There’s questions over the reliability of English translations, subject as they were to the whims of cash-strapped publishers. So we’re seeing what might have been intended: the author could be particularly vague with what he wanted.

(Though you should hear him rip the piss out of Gibbon. MAN.)

But to the text. It rolls along at a fair clip, telling the story of a Caliph. Vathek the man is an absolute punisher of a human. A guy who renounces Islam in order to get some magical goodies, he’s a dude of prodigious appetites and supreme annoyance. I mean, this is him at table:

The Caliph, nevertheless, remained in the most violent agitation. He sat down indeed to eat; but, of the three hundred dishes that were daily placed before him, he could taste of no more than thirty-two.

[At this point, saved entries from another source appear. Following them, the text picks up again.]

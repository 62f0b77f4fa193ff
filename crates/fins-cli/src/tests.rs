//! CLI command tests
//!
//! This module contains all tests for the CLI commands.

use std::io::Write;

use chrono::NaiveDate;
use clap::Parser;
use fins_core::db::Database;
use fins_core::models::LedgerKind;
use fins_core::{AnalyticsConfig, InsightEngine, MockForecaster};

use crate::cli::{Cli, Commands, PredictAction, RecordAction};
use crate::commands::{self, truncate};

fn setup_test_db() -> Database {
    let db = Database::in_memory().unwrap();
    db.upsert_profile("alice", Some(1000.0), Some(3000.0)).unwrap();
    db
}

/// Insert a record directly, bypassing the manual-entry hash
fn add_record(db: &Database, kind: LedgerKind, date: &str, amount: f64, category: &str) {
    use std::sync::atomic::{AtomicU64, Ordering};
    static COUNTER: AtomicU64 = AtomicU64::new(0);

    let table = match kind {
        LedgerKind::Expense => "expenses",
        LedgerKind::Income => "incomes",
    };
    let conn = db.conn().unwrap();
    conn.execute(
        &format!(
            "INSERT INTO {} (user_id, date, amount, category, import_hash) VALUES ('alice', ?1, ?2, ?3, ?4)",
            table
        ),
        rusqlite::params![
            date,
            amount,
            category,
            format!("test_{}", COUNTER.fetch_add(1, Ordering::SeqCst))
        ],
    )
    .unwrap();
}

fn seeded_db() -> Database {
    let db = setup_test_db();
    for month in 1..=4 {
        add_record(&db, LedgerKind::Income, &format!("2026-0{}-01", month), 3000.0, "salary");
        add_record(&db, LedgerKind::Expense, &format!("2026-0{}-03", month), 1200.0, "rent");
        add_record(&db, LedgerKind::Expense, &format!("2026-0{}-12", month), 150.0, "food");
    }
    db
}

fn engine(db: &Database) -> InsightEngine<'_> {
    InsightEngine::new(db, AnalyticsConfig::default())
        .with_forecaster(Box::new(MockForecaster::new(2500.0).with_half_width(250.0)))
        .with_as_of(NaiveDate::from_ymd_opt(2026, 4, 30).unwrap())
}

// ========== Argument Parsing Tests ==========

#[test]
fn test_parse_predict_balance() {
    let cli = Cli::try_parse_from([
        "fins", "--no-encrypt", "predict", "balance", "--user", "alice", "--months", "6",
    ])
    .unwrap();
    assert!(cli.no_encrypt);
    match cli.command {
        Commands::Predict {
            action: PredictAction::Balance { user, months, json },
        } => {
            assert_eq!(user, "alice");
            assert_eq!(months, Some(6));
            assert!(!json);
        }
        _ => panic!("expected predict balance"),
    }
}

#[test]
fn test_parse_expense_add_negative_amount() {
    let cli = Cli::try_parse_from([
        "fins", "expense", "add", "--user", "alice", "--amount", "-12.5", "--category", "food",
    ])
    .unwrap();
    match cli.command {
        Commands::Expense {
            action: RecordAction::Add { amount, category, .. },
        } => {
            assert_eq!(amount, -12.5);
            assert_eq!(category.as_deref(), Some("food"));
        }
        _ => panic!("expected expense add"),
    }
}

#[test]
fn test_parse_requires_user() {
    assert!(Cli::try_parse_from(["fins", "risk"]).is_err());
}

// ========== Profile Command Tests ==========

#[test]
fn test_cmd_profile_set_and_show() {
    let db = Database::in_memory().unwrap();
    commands::cmd_profile_set(&db, "bob", Some(250.0), None).unwrap();
    commands::cmd_profile_set(&db, "bob", None, Some(1800.0)).unwrap();

    let profile = db.get_profile("bob").unwrap().unwrap();
    assert_eq!(profile.current_balance, Some(250.0));
    assert_eq!(profile.salary, Some(1800.0));

    assert!(commands::cmd_profile_show(&db, "bob").is_ok());
    assert!(commands::cmd_profile_show(&db, "nobody").is_ok());
}

// ========== Ledger Command Tests ==========

#[test]
fn test_cmd_record_add_and_delete() {
    let db = setup_test_db();
    commands::cmd_record_add(
        &db,
        LedgerKind::Expense,
        "alice",
        -42.0,
        Some("2026-03-05"),
        Some("food".into()),
        "groceries",
    )
    .unwrap();

    let records = db.list_records("alice", LedgerKind::Expense, None, None).unwrap();
    assert_eq!(records.len(), 1);
    assert_eq!(records[0].amount, 42.0);

    commands::cmd_record(
        &db,
        LedgerKind::Expense,
        RecordAction::Delete {
            user: "alice".into(),
            id: records[0].id,
        },
    )
    .unwrap();
    assert!(db
        .list_records("alice", LedgerKind::Expense, None, None)
        .unwrap()
        .is_empty());
}

#[test]
fn test_cmd_record_delete_other_users_record_fails() {
    let db = setup_test_db();
    add_record(&db, LedgerKind::Expense, "2026-03-05", 42.0, "food");
    let id = db.list_records("alice", LedgerKind::Expense, None, None).unwrap()[0].id;

    let err = commands::cmd_record_delete(&db, LedgerKind::Expense, "bob", id).unwrap_err();
    assert!(err.to_string().contains("Failed to delete expense"));
    assert_eq!(db.list_records("alice", LedgerKind::Expense, None, None).unwrap().len(), 1);
}

#[test]
fn test_cmd_record_edit() {
    let db = setup_test_db();
    add_record(&db, LedgerKind::Income, "2026-03-01", 3000.0, "salary");
    let id = db.list_records("alice", LedgerKind::Income, None, None).unwrap()[0].id;

    commands::cmd_record(
        &db,
        LedgerKind::Income,
        RecordAction::Edit {
            user: "alice".into(),
            id,
            amount: Some(3200.0),
            date: Some("03/02/2026".into()),
            category: None,
            description: Some("March pay".into()),
        },
    )
    .unwrap();

    let record = db.get_record("alice", LedgerKind::Income, id).unwrap();
    assert_eq!(record.amount, 3200.0);
    assert_eq!(record.date, NaiveDate::from_ymd_opt(2026, 3, 2).unwrap());
    assert_eq!(record.category, "salary");
    assert_eq!(record.description, "March pay");

    // Bad date is rejected before touching the record
    let result = commands::cmd_record(
        &db,
        LedgerKind::Income,
        RecordAction::Edit {
            user: "alice".into(),
            id,
            amount: Some(1.0),
            date: Some("someday".into()),
            category: None,
            description: None,
        },
    );
    assert!(result.is_err());
    assert_eq!(db.get_record("alice", LedgerKind::Income, id).unwrap().amount, 3200.0);
}

#[test]
fn test_parse_delete_requires_user() {
    assert!(Cli::try_parse_from(["fins", "expense", "delete", "7"]).is_err());
    let cli = Cli::try_parse_from(["fins", "expense", "delete", "--user", "alice", "7"]).unwrap();
    assert!(matches!(
        cli.command,
        Commands::Expense {
            action: RecordAction::Delete { id: 7, .. }
        }
    ));
}

#[test]
fn test_cmd_summary() {
    let db = setup_test_db();
    let today = chrono::Local::now().date_naive().to_string();
    add_record(&db, LedgerKind::Expense, &today, 80.0, "food");
    add_record(&db, LedgerKind::Income, &today, 500.0, "misc");

    assert!(commands::cmd_summary(&db, "alice", false).is_ok());
    assert!(commands::cmd_summary(&db, "alice", true).is_ok());

    let err = commands::cmd_summary(&db, "nobody", false).unwrap_err();
    assert!(err.to_string().contains("Summary failed for nobody"));
}

#[test]
fn test_cmd_record_add_invalid_date() {
    let db = setup_test_db();
    let result = commands::cmd_record_add(
        &db,
        LedgerKind::Income,
        "alice",
        10.0,
        Some("not-a-date"),
        None,
        "",
    );
    assert!(result.is_err());
}

#[test]
fn test_cmd_ledger_empty_and_populated() {
    let db = setup_test_db();
    let config = AnalyticsConfig::default();
    assert!(commands::cmd_ledger(&db, "alice", 10, &config).is_ok());

    let today = chrono::Local::now().date_naive().to_string();
    add_record(&db, LedgerKind::Expense, &today, 12.0, "coffee");
    assert!(commands::cmd_ledger(&db, "alice", 10, &config).is_ok());
}

// ========== Import Command Tests ==========

#[test]
fn test_cmd_import() {
    let db = setup_test_db();
    let mut file = tempfile::NamedTempFile::new().unwrap();
    writeln!(file, "date,amount,category,description").unwrap();
    writeln!(file, "2026-02-01,3000,salary,PAYROLL").unwrap();
    writeln!(file, "2026-03-01,3000,salary,PAYROLL").unwrap();

    commands::cmd_import(&db, file.path(), "alice", "income").unwrap();
    assert_eq!(db.ledger_counts("alice").unwrap().incomes, 2);

    // Re-import is a no-op
    commands::cmd_import(&db, file.path(), "alice", "income").unwrap();
    assert_eq!(db.ledger_counts("alice").unwrap().incomes, 2);
}

#[test]
fn test_cmd_import_bad_kind() {
    let db = setup_test_db();
    let file = tempfile::NamedTempFile::new().unwrap();
    let err = commands::cmd_import(&db, file.path(), "alice", "transfer").unwrap_err();
    assert!(err.to_string().contains("Unknown ledger kind"));
}

// ========== Analysis Command Tests ==========

#[test]
fn test_analysis_commands_text_and_json() {
    let db = seeded_db();
    let engine = engine(&db);

    for json in [false, true] {
        commands::cmd_predict_balance(&engine, "alice", Some(2), json).unwrap();
        commands::cmd_predict_savings(&engine, "alice", json).unwrap();
        commands::cmd_risk(&engine, "alice", json).unwrap();
        commands::cmd_expenses(&engine, "alice", json).unwrap();
        commands::cmd_insights(&engine, "alice", json).unwrap();
        commands::cmd_health(&engine, "alice", json).unwrap();
    }
}

#[test]
fn test_predict_balance_rejects_excessive_horizon() {
    let db = seeded_db();
    let engine = engine(&db);

    let err = commands::cmd_predict_balance(&engine, "alice", Some(3_200_000), false).unwrap_err();
    assert!(err.to_string().contains("Balance forecast failed for alice"));
}

#[test]
fn test_cmd_profile_set_rejects_infinite_balance() {
    let db = Database::in_memory().unwrap();
    assert!(commands::cmd_profile_set(&db, "bob", Some(f64::INFINITY), None).is_err());
}

#[test]
fn test_analysis_without_data_fails_with_context() {
    let db = setup_test_db();
    let engine = engine(&db);

    let err = commands::cmd_risk(&engine, "alice", false).unwrap_err();
    assert!(err.to_string().contains("Risk analysis failed for alice"));

    // The sufficiency report still works on an empty ledger
    assert!(commands::cmd_health(&engine, "alice", false).is_ok());
}

#[test]
fn test_load_config_missing_file_uses_defaults() {
    let config =
        commands::load_config(Some(std::path::Path::new("/nonexistent/analytics.toml"))).unwrap();
    assert_eq!(config, AnalyticsConfig::default());
}

// ========== Status Command Tests ==========

#[test]
fn test_cmd_status_missing_database() {
    let dir = tempfile::tempdir().unwrap();
    let path = dir.path().join("absent.db");
    assert!(commands::cmd_status(&path, true).is_ok());
    assert!(!path.exists());
}

#[test]
fn test_cmd_status_lists_users() {
    let dir = tempfile::tempdir().unwrap();
    let path = dir.path().join("fins.db");
    let db = commands::open_db(&path, true).unwrap();
    db.upsert_profile("alice", Some(10.0), None).unwrap();

    assert!(commands::cmd_status(&path, true).is_ok());
    assert!(commands::print_users(&db).is_ok());
}

// ========== Utility Tests ==========

#[test]
fn test_truncate() {
    assert_eq!(truncate("groceries", 20), "groceries");
    assert_eq!(truncate("a very long description", 10), "a very ...");
    assert_eq!(truncate("café au lait", 7), "café...");
}

#[test]
fn test_parse_date_arg() {
    assert_eq!(
        commands::parse_date_arg(Some("03/15/2026")).unwrap(),
        NaiveDate::from_ymd_opt(2026, 3, 15).unwrap()
    );
    assert_eq!(
        commands::parse_date_arg(None).unwrap(),
        chrono::Local::now().date_naive()
    );
    assert!(commands::parse_date_arg(Some("yesterday")).is_err());
}
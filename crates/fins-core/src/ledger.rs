//! Ledger aggregation
//!
//! Builds the unified, date-ordered cash-flow series for one user from stored
//! expense and income records plus the declared starting balance. Every
//! analysis call rebuilds the series; nothing here is cached.

use std::collections::BTreeMap;

use chrono::{Datelike, Months, NaiveDate};
use serde::{Deserialize, Serialize};
use tracing::debug;

use crate::error::Result;
use crate::models::{LedgerKind, LedgerRecord, Profile};

/// Calendar month key (year, month)
pub type MonthKey = (i32, u32);

/// Read access to a user's stored ledger
///
/// Implemented by [`crate::db::Database`]; tests may provide their own.
pub trait LedgerStore: Send + Sync {
    /// Fetch the declared profile, if any
    fn fetch_profile(&self, user_id: &str) -> Result<Option<Profile>>;

    /// Fetch expense records dated within `since..=until`
    fn fetch_expenses(
        &self,
        user_id: &str,
        since: NaiveDate,
        until: NaiveDate,
    ) -> Result<Vec<LedgerRecord>>;

    /// Fetch income records dated within `since..=until`
    fn fetch_incomes(
        &self,
        user_id: &str,
        since: NaiveDate,
        until: NaiveDate,
    ) -> Result<Vec<LedgerRecord>>;
}

/// One signed cash movement
#[derive(Debug, Clone, PartialEq, Serialize, Deserialize)]
pub struct CashEvent {
    pub date: NaiveDate,
    /// Negative = outflow, positive = inflow
    pub amount: f64,
    pub category: String,
    pub description: String,
    pub kind: LedgerKind,
}

impl CashEvent {
    /// Convert a stored record using the sign convention of its kind
    pub fn from_record(record: &LedgerRecord) -> Self {
        Self {
            date: record.date,
            amount: record.kind.sign() * record.amount.abs(),
            category: record.category.clone(),
            description: record.description.clone(),
            kind: record.kind,
        }
    }

    pub fn is_outflow(&self) -> bool {
        self.amount < 0.0
    }

    pub fn month(&self) -> MonthKey {
        (self.date.year(), self.date.month())
    }
}

/// Net flow of one calendar day
#[derive(Debug, Clone, Copy, PartialEq, Serialize, Deserialize)]
pub struct DailyPoint {
    pub date: NaiveDate,
    pub value: f64,
}

/// An outflow viewed as a positive expense amount
#[derive(Debug, Clone, Copy)]
pub struct Outflow<'a> {
    pub event: &'a CashEvent,
    pub amount: f64,
}

/// Date-ordered cash-flow series with a running balance
#[derive(Debug, Clone, Default, Serialize)]
pub struct CashFlowSeries {
    starting_balance: f64,
    events: Vec<CashEvent>,
    balances: Vec<f64>,
}

impl CashFlowSeries {
    /// Sort events by date (stable, so same-day events keep insertion order)
    /// and compute the running balance.
    pub fn new(starting_balance: f64, mut events: Vec<CashEvent>) -> Self {
        events.sort_by_key(|e| e.date);

        let balances = events
            .iter()
            .scan(starting_balance, |balance, e| {
                *balance += e.amount;
                Some(*balance)
            })
            .collect();

        Self {
            starting_balance,
            events,
            balances,
        }
    }

    /// An explicitly empty series (no records for the user)
    pub fn empty(starting_balance: f64) -> Self {
        Self::new(starting_balance, Vec::new())
    }

    /// Build from a profile and stored records. Expenses are inserted before
    /// incomes, which decides the order of same-day events.
    pub fn from_records(
        profile: Option<&Profile>,
        expenses: &[LedgerRecord],
        incomes: &[LedgerRecord],
    ) -> Self {
        let starting_balance = profile.map(Profile::starting_balance).unwrap_or(0.0);
        let events = expenses
            .iter()
            .chain(incomes)
            .map(CashEvent::from_record)
            .collect();
        Self::new(starting_balance, events)
    }

    pub fn is_empty(&self) -> bool {
        self.events.is_empty()
    }

    pub fn len(&self) -> usize {
        self.events.len()
    }

    pub fn starting_balance(&self) -> f64 {
        self.starting_balance
    }

    pub fn events(&self) -> &[CashEvent] {
        &self.events
    }

    /// Running balance after each event, aligned with [`Self::events`]
    pub fn balances(&self) -> &[f64] {
        &self.balances
    }

    /// Balance after the last event (the starting balance when empty)
    pub fn final_balance(&self) -> f64 {
        self.balances
            .last()
            .copied()
            .unwrap_or(self.starting_balance)
    }

    pub fn amounts(&self) -> Vec<f64> {
        self.events.iter().map(|e| e.amount).collect()
    }

    pub fn min_balance(&self) -> Option<f64> {
        self.balances.iter().copied().reduce(f64::min)
    }

    pub fn date_range(&self) -> Option<(NaiveDate, NaiveDate)> {
        match (self.events.first(), self.events.last()) {
            (Some(first), Some(last)) => Some((first.date, last.date)),
            _ => None,
        }
    }

    /// Net flow per calendar month, oldest first
    pub fn monthly_net_flows(&self) -> BTreeMap<MonthKey, f64> {
        let mut months = BTreeMap::new();
        for e in &self.events {
            *months.entry(e.month()).or_insert(0.0) += e.amount;
        }
        months
    }

    /// One point per calendar day that has events, summing that day's amounts
    pub fn daily_totals(&self) -> Vec<DailyPoint> {
        let mut days: Vec<DailyPoint> = Vec::new();
        for e in &self.events {
            match days.last_mut() {
                Some(last) if last.date == e.date => last.value += e.amount,
                _ => days.push(DailyPoint {
                    date: e.date,
                    value: e.amount,
                }),
            }
        }
        days
    }

    /// Outflow events with their absolute amounts
    pub fn outflows(&self) -> Vec<Outflow<'_>> {
        self.events
            .iter()
            .filter(|e| e.is_outflow())
            .map(|e| Outflow {
                event: e,
                amount: e.amount.abs(),
            })
            .collect()
    }
}

/// A user's series plus the profile values the analyzers need
#[derive(Debug, Clone)]
pub struct LedgerSnapshot {
    pub user_id: String,
    pub series: CashFlowSeries,
    /// Declared salary (zero when the profile is missing or incomplete)
    pub salary: f64,
    pub window_start: NaiveDate,
}

/// First day included in a lookback of `months` calendar months ending at `as_of`
pub fn window_start(as_of: NaiveDate, months: u32) -> NaiveDate {
    as_of
        .checked_sub_months(Months::new(months))
        .unwrap_or(NaiveDate::MIN)
}

/// Fetch and aggregate one user's ledger
pub fn load_snapshot(
    store: &dyn LedgerStore,
    user_id: &str,
    lookback_months: u32,
    as_of: NaiveDate,
) -> Result<LedgerSnapshot> {
    let since = window_start(as_of, lookback_months);

    let profile = store.fetch_profile(user_id)?;
    if profile.is_none() {
        debug!(user_id, "No profile found, using zero balance and salary");
    }

    // Records dated after `as_of` are not part of the window
    let expenses = store.fetch_expenses(user_id, since, as_of)?;
    let incomes = store.fetch_incomes(user_id, since, as_of)?;

    let series = CashFlowSeries::from_records(profile.as_ref(), &expenses, &incomes);
    let salary = profile.as_ref().map(Profile::salary_or_zero).unwrap_or(0.0);

    debug!(
        user_id,
        since = %since,
        until = %as_of,
        expenses = expenses.len(),
        incomes = incomes.len(),
        "Ledger aggregated"
    );

    Ok(LedgerSnapshot {
        user_id: user_id.to_string(),
        series,
        salary,
        window_start: since,
    })
}
//! Financial summary: declared profile plus the last 30 days of activity

use chrono::{Duration, NaiveDate};
use rusqlite::params;

use super::Database;
use crate::error::{Error, Result};
use crate::models::FinancialSummary;

/// Length of the recent-activity window, ending on (and including) `as_of`
pub const SUMMARY_WINDOW_DAYS: i64 = 30;

impl Database {
    /// Summarize a user's profile and recent expenses and receipts
    ///
    /// Fails with `NotFound` when the user has no profile.
    pub fn financial_summary(&self, user_id: &str, as_of: NaiveDate) -> Result<FinancialSummary> {
        let profile = self
            .get_profile(user_id)?
            .ok_or_else(|| Error::NotFound(format!("profile for user {}", user_id)))?;

        let since = as_of
            .checked_sub_signed(Duration::days(SUMMARY_WINDOW_DAYS))
            .unwrap_or(NaiveDate::MIN);
        let (since, until) = (since.to_string(), as_of.to_string());

        let conn = self.conn()?;
        let (expenses, receipts): (f64, f64) = conn.query_row(
            "SELECT
                (SELECT COALESCE(SUM(amount), 0) FROM expenses
                 WHERE user_id = ?1 AND date BETWEEN ?2 AND ?3),
                (SELECT COALESCE(SUM(amount), 0) FROM incomes
                 WHERE user_id = ?1 AND date BETWEEN ?2 AND ?3)",
            params![user_id, since, until],
            |row| Ok((row.get(0)?, row.get(1)?)),
        )?;

        Ok(FinancialSummary {
            user_id: user_id.to_string(),
            as_of,
            current_balance: profile.starting_balance(),
            monthly_salary: profile.salary_or_zero(),
            last_30_days_expenses: expenses,
            last_30_days_receipts: receipts,
            net_flow_30_days: receipts - expenses,
        })
    }
}
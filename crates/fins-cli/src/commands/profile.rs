//! Profile and summary command implementations

use anyhow::{Context, Result};
use chrono::Local;
use fins_core::db::{Database, SUMMARY_WINDOW_DAYS};
use fins_core::models::FinancialSummary;

pub fn cmd_profile_set(
    db: &Database,
    user: &str,
    balance: Option<f64>,
    salary: Option<f64>,
) -> Result<()> {
    let profile = db
        .upsert_profile(user, balance, salary)
        .context("Failed to save profile")?;

    println!("✅ Profile saved for {}", profile.user_id);
    print_profile_fields(profile.current_balance, profile.salary);
    Ok(())
}

pub fn cmd_profile_show(db: &Database, user: &str) -> Result<()> {
    match db.get_profile(user)? {
        Some(profile) => {
            println!();
            println!("👤 {}", profile.user_id);
            print_profile_fields(profile.current_balance, profile.salary);
            println!(
                "   Updated: {}",
                profile.updated_at.format("%Y-%m-%d %H:%M")
            );
            println!();
        }
        None => {
            println!("No profile for {}. Analyses will assume a zero balance and salary.", user);
        }
    }
    Ok(())
}

/// Balance, salary and totals over the last 30 days up to today
pub fn cmd_summary(db: &Database, user: &str, json: bool) -> Result<()> {
    let summary = db
        .financial_summary(user, Local::now().date_naive())
        .with_context(|| format!("Summary failed for {}", user))?;

    if json {
        println!("{}", serde_json::to_string_pretty(&summary)?);
    } else {
        print_summary(&summary);
    }
    Ok(())
}

fn print_summary(s: &FinancialSummary) {
    let flow_icon = if s.net_flow_30_days < 0.0 { "📉" } else { "📈" };

    println!();
    println!("👤 {} as of {}", s.user_id, s.as_of);
    println!("   Balance:        ${:>12.2}", s.current_balance);
    println!("   Monthly salary: ${:>12.2}", s.monthly_salary);
    println!();
    println!("   Last {} days:", SUMMARY_WINDOW_DAYS);
    println!("     Receipts:     ${:>12.2}", s.last_30_days_receipts);
    println!("     Expenses:     ${:>12.2}", s.last_30_days_expenses);
    println!("   {} Net flow:    ${:>12.2}", flow_icon, s.net_flow_30_days);
    println!();
}

fn print_profile_fields(balance: Option<f64>, salary: Option<f64>) {
    let fmt = |v: Option<f64>| v.map(|v| format!("${:.2}", v)).unwrap_or_else(|| "(not set)".into());
    println!("   Balance: {}", fmt(balance));
    println!("   Salary:  {}", fmt(salary));
}
//! CSV import of expense and income records
//!
//! Expected header: `date,amount,category,description` (any order, case
//! insensitive; `category` and `description` are optional). Amounts are
//! stored as magnitudes, the record kind decides the sign later.

use std::collections::HashMap;
use std::io::Read;
use std::sync::atomic::{AtomicU64, Ordering};

use chrono::{NaiveDate, Utc};
use csv::{ReaderBuilder, StringRecord};
use serde::Serialize;
use sha2::{Digest, Sha256};
use tracing::{debug, info};

use crate::db::Database;
use crate::error::{Error, Result};
use crate::models::{LedgerKind, NewLedgerRecord};

/// Outcome of importing one file
#[derive(Debug, Clone, Default, PartialEq, Eq, Serialize)]
pub struct ImportSummary {
    pub parsed: usize,
    pub inserted: usize,
    pub duplicates: usize,
}

/// Column positions resolved from the header row
struct Columns {
    date: usize,
    amount: usize,
    category: Option<usize>,
    description: Option<usize>,
}

impl Columns {
    fn from_headers(headers: &StringRecord) -> Result<Self> {
        let find = |name: &str| {
            headers
                .iter()
                .position(|h| h.trim().eq_ignore_ascii_case(name))
        };

        Ok(Self {
            date: find("date").ok_or_else(|| Error::Import("Missing 'date' column".into()))?,
            amount: find("amount")
                .ok_or_else(|| Error::Import("Missing 'amount' column".into()))?,
            category: find("category"),
            description: find("description"),
        })
    }
}

/// Parse a ledger CSV into records for `user_id`
///
/// Identical rows within one file get distinct hashes (by occurrence), while
/// importing the same file twice yields the same hashes.
pub fn parse_ledger_csv<R: Read>(
    reader: R,
    user_id: &str,
    kind: LedgerKind,
) -> Result<Vec<NewLedgerRecord>> {
    let mut rdr = ReaderBuilder::new()
        .has_headers(true)
        .flexible(true)
        .trim(csv::Trim::All)
        .from_reader(reader);

    let columns = Columns::from_headers(rdr.headers()?)?;
    let mut occurrences: HashMap<(NaiveDate, String, u64), u32> = HashMap::new();
    let mut records = Vec::new();

    for (i, result) in rdr.records().enumerate() {
        let row = result?;
        // Header is line 1
        let line = i + 2;

        let field = |idx: Option<usize>| idx.and_then(|idx| row.get(idx)).unwrap_or("");

        let date = parse_date(field(Some(columns.date)))
            .map_err(|e| Error::Import(format!("line {}: {}", line, e)))?;
        let amount = parse_amount(field(Some(columns.amount)))
            .map_err(|e| Error::Import(format!("line {}: {}", line, e)))?
            .abs();
        let description = field(columns.description).to_string();
        let category = Some(field(columns.category).to_string()).filter(|c| !c.is_empty());

        let ordinal = occurrences
            .entry((date, description.clone(), amount.to_bits()))
            .or_insert(0);
        let import_hash = generate_hash(user_id, kind, &date, &description, amount, *ordinal);
        *ordinal += 1;

        records.push(NewLedgerRecord {
            kind,
            date,
            amount,
            category,
            description,
            import_hash,
        });
    }

    debug!(user_id, kind = kind.as_str(), rows = records.len(), "Parsed ledger CSV");
    Ok(records)
}

/// Parse and store a ledger CSV, skipping records already imported
pub fn import_ledger_csv<R: Read>(
    db: &Database,
    reader: R,
    user_id: &str,
    kind: LedgerKind,
) -> Result<ImportSummary> {
    let records = parse_ledger_csv(reader, user_id, kind)?;
    let mut summary = ImportSummary {
        parsed: records.len(),
        ..Default::default()
    };

    for record in &records {
        match db.insert_record(user_id, record)? {
            Some(_) => summary.inserted += 1,
            None => summary.duplicates += 1,
        }
    }

    info!(
        user_id,
        kind = kind.as_str(),
        inserted = summary.inserted,
        duplicates = summary.duplicates,
        "Ledger import complete"
    );
    Ok(summary)
}

/// Build a manually entered record
///
/// The hash includes the entry time and a per-process sequence number, so
/// entering the same movement twice records it twice.
pub fn manual_record(
    user_id: &str,
    kind: LedgerKind,
    date: NaiveDate,
    amount: f64,
    category: Option<String>,
    description: &str,
) -> NewLedgerRecord {
    static SEQUENCE: AtomicU64 = AtomicU64::new(0);

    let mut hasher = Sha256::new();
    hasher.update(b"manual");
    hasher.update(Utc::now().to_rfc3339().as_bytes());
    hasher.update(SEQUENCE.fetch_add(1, Ordering::SeqCst).to_be_bytes());
    hasher.update(generate_hash(user_id, kind, &date, description, amount, 0).as_bytes());

    NewLedgerRecord {
        kind,
        date,
        amount: amount.abs(),
        category,
        description: description.to_string(),
        import_hash: hex::encode(hasher.finalize()),
    }
}

/// Generate a unique hash for deduplication
fn generate_hash(
    user_id: &str,
    kind: LedgerKind,
    date: &NaiveDate,
    description: &str,
    amount: f64,
    ordinal: u32,
) -> String {
    let mut hasher = Sha256::new();
    hasher.update(user_id.as_bytes());
    hasher.update([0u8]);
    hasher.update(kind.as_str().as_bytes());
    hasher.update(date.to_string().as_bytes());
    hasher.update(description.as_bytes());
    hasher.update([0u8]);
    hasher.update(amount.to_be_bytes());
    hasher.update(ordinal.to_be_bytes());
    hex::encode(hasher.finalize())
}

/// Parse a date in one of the accepted formats
pub fn parse_date(s: &str) -> Result<NaiveDate> {
    let s = s.trim();

    let formats = [
        "%Y-%m-%d", // 2026-01-15
        "%m/%d/%y", // 01/15/26 (before %Y, which would read "26" as year 26)
        "%m/%d/%Y", // 01/15/2026
        "%d/%m/%Y", // 15/01/2026
    ];

    formats
        .iter()
        .find_map(|fmt| NaiveDate::parse_from_str(s, fmt).ok())
        .ok_or_else(|| Error::Import(format!("Unable to parse date: {}", s)))
}

/// Parse an amount string, handling currency symbols, commas and parentheses
pub fn parse_amount(s: &str) -> Result<f64> {
    let cleaned: String = s
        .trim()
        .replace(['$', ',', ' '], "")
        .replace('(', "-")
        .replace(')', "");

    cleaned
        .parse::<f64>()
        .ok()
        .filter(|v| v.is_finite())
        .ok_or_else(|| Error::Import(format!("Unable to parse amount: {}", s)))
}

When he doesn’t get what he wants, he rants and raves and spits the dummy, inconsolable until his Spooky Mother™ turns up to placate him with tales of Hell’s Bounty and other such matronly balms.

He has all the truculence of certain politicians, the indefatigable belief in his own brilliance. The book basically charts his course to destruction, brought about by his inability to a) leave shit alone or b) pick his battles. He’s misled by djinn and enticed to the depths of the devil Eblis’ domain. There’s no doubt that it’s what the fucker deserves, because, well, he does shit like this throughout.

Never before had the ceremony of strangling been performed with so much facility. They all fell, without the least resistance or struggle: so that Vathek, in the space of a few moments, found himself surrounded by the dead bodies of the most faithful of his subjects; all which were thrown on the top of the pile.

What we consider Gothic is hidden behind a swirl of veils and the curve of cupolas, but it’s definitely here. Aside from the standard doomed-love moves, there’s a streak of weirdness through the book that’s hard to ignore – strange visions and sections where time is out of joint, where things happen that just shouldn’t occur. Beckford’s keyed into the contrast between the Caliph’s horrendous appetites and the doom that awaits as a result of their exercise.

Is it a great book? Nah. But it’s an oddity, much like The Castle of Otranto. I enjoyed it, and was surprised at how much knowledge the author brought to bear in the creation of Vathek’s world. It felt backed by fact, which only heightens the disconnect between reality and what goes on within its pages.

It’s worth a read, though your enjoyment will probably be determined by how much child-strangling action you like in your leisure time.